WORK ORDER. Count all lines holding "struct" in the data below and say the number, nothing more.

GIVEN DATA.
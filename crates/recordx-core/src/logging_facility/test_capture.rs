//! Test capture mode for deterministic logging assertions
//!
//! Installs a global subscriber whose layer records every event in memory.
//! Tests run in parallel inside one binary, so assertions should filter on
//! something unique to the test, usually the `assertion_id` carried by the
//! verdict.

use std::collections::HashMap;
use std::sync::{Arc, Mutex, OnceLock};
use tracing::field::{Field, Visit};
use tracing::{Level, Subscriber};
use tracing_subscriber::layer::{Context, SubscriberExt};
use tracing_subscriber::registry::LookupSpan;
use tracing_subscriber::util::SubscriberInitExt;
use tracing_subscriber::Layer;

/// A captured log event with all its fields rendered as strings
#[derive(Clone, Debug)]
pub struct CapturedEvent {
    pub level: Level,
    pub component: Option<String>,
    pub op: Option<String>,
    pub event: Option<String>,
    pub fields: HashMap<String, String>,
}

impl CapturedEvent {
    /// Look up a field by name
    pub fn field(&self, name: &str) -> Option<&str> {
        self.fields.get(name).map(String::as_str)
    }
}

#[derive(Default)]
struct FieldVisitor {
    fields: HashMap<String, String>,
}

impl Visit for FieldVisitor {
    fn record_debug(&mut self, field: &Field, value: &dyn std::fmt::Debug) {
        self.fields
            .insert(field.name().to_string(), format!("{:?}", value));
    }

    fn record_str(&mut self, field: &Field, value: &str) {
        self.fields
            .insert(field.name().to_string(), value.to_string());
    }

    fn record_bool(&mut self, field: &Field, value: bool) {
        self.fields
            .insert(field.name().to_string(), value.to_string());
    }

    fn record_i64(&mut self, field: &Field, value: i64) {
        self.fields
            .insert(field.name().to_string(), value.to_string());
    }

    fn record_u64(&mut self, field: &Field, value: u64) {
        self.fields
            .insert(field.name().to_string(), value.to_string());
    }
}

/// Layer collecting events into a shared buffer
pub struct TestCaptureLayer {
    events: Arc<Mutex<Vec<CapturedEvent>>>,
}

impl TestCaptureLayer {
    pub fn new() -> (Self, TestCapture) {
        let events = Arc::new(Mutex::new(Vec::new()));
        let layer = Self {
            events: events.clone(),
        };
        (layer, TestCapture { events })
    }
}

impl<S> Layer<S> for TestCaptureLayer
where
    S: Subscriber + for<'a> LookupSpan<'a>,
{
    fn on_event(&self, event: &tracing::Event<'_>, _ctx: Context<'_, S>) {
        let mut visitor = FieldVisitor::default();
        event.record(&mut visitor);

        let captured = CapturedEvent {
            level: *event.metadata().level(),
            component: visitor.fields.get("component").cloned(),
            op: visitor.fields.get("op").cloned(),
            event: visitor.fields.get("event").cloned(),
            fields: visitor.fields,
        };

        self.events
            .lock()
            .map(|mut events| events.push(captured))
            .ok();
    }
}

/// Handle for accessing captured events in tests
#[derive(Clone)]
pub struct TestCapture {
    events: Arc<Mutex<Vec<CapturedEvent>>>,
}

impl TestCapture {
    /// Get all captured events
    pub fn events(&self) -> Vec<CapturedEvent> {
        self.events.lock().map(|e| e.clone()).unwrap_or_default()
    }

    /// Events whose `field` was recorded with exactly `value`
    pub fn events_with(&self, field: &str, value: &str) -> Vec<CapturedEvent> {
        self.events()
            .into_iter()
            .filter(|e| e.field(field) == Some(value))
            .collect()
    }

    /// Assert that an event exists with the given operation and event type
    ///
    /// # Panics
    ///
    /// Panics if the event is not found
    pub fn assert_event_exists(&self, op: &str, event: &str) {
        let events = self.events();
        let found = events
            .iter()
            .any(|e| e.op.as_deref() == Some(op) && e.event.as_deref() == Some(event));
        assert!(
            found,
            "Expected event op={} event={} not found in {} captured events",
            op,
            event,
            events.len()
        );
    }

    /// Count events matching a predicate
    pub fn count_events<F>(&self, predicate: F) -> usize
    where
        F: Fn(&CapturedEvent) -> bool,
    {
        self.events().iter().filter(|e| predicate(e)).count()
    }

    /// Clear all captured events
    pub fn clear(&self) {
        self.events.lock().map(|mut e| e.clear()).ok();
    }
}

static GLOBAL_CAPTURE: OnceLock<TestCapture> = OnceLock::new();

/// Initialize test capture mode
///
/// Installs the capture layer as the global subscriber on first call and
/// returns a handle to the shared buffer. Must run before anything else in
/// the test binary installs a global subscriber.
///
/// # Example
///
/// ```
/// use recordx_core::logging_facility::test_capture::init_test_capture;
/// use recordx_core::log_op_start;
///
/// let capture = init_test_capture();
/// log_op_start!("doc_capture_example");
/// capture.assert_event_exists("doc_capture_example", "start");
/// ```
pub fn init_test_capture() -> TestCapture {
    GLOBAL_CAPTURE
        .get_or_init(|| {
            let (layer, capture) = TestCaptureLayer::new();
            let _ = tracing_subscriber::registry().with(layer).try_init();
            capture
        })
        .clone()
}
* * *
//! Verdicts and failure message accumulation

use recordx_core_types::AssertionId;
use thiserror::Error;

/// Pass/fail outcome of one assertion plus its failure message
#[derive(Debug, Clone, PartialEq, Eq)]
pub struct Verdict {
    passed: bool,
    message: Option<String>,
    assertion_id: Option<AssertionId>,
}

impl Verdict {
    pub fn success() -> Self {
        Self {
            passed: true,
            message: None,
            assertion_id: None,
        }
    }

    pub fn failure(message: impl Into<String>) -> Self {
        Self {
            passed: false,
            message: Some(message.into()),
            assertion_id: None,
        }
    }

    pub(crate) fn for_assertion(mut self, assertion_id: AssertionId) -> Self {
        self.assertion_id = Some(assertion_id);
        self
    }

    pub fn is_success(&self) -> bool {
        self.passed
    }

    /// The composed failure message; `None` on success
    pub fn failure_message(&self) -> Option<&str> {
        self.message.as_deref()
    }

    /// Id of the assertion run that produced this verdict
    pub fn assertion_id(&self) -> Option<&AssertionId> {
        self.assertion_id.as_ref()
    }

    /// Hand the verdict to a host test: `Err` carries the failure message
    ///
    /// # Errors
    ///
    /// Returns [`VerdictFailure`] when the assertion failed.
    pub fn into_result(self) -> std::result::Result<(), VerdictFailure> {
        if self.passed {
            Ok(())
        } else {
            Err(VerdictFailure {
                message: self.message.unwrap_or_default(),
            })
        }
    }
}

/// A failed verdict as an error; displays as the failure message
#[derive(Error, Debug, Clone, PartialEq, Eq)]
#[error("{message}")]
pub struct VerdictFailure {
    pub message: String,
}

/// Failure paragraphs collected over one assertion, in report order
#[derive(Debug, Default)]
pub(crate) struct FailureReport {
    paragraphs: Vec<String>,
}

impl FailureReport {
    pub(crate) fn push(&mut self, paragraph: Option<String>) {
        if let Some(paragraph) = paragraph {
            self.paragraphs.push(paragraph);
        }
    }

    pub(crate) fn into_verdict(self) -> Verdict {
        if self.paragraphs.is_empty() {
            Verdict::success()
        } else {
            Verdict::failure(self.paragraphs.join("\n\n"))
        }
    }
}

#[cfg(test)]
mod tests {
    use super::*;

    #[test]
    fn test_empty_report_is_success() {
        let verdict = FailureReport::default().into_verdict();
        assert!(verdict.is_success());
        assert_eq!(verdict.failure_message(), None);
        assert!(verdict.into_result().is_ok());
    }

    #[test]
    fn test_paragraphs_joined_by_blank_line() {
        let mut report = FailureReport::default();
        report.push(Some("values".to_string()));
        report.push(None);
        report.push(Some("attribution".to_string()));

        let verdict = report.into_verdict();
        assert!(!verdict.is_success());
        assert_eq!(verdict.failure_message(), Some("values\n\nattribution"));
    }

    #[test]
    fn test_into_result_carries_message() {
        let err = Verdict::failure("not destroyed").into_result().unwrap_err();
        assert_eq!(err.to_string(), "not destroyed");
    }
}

SOLUTION TO THIS TASK. 7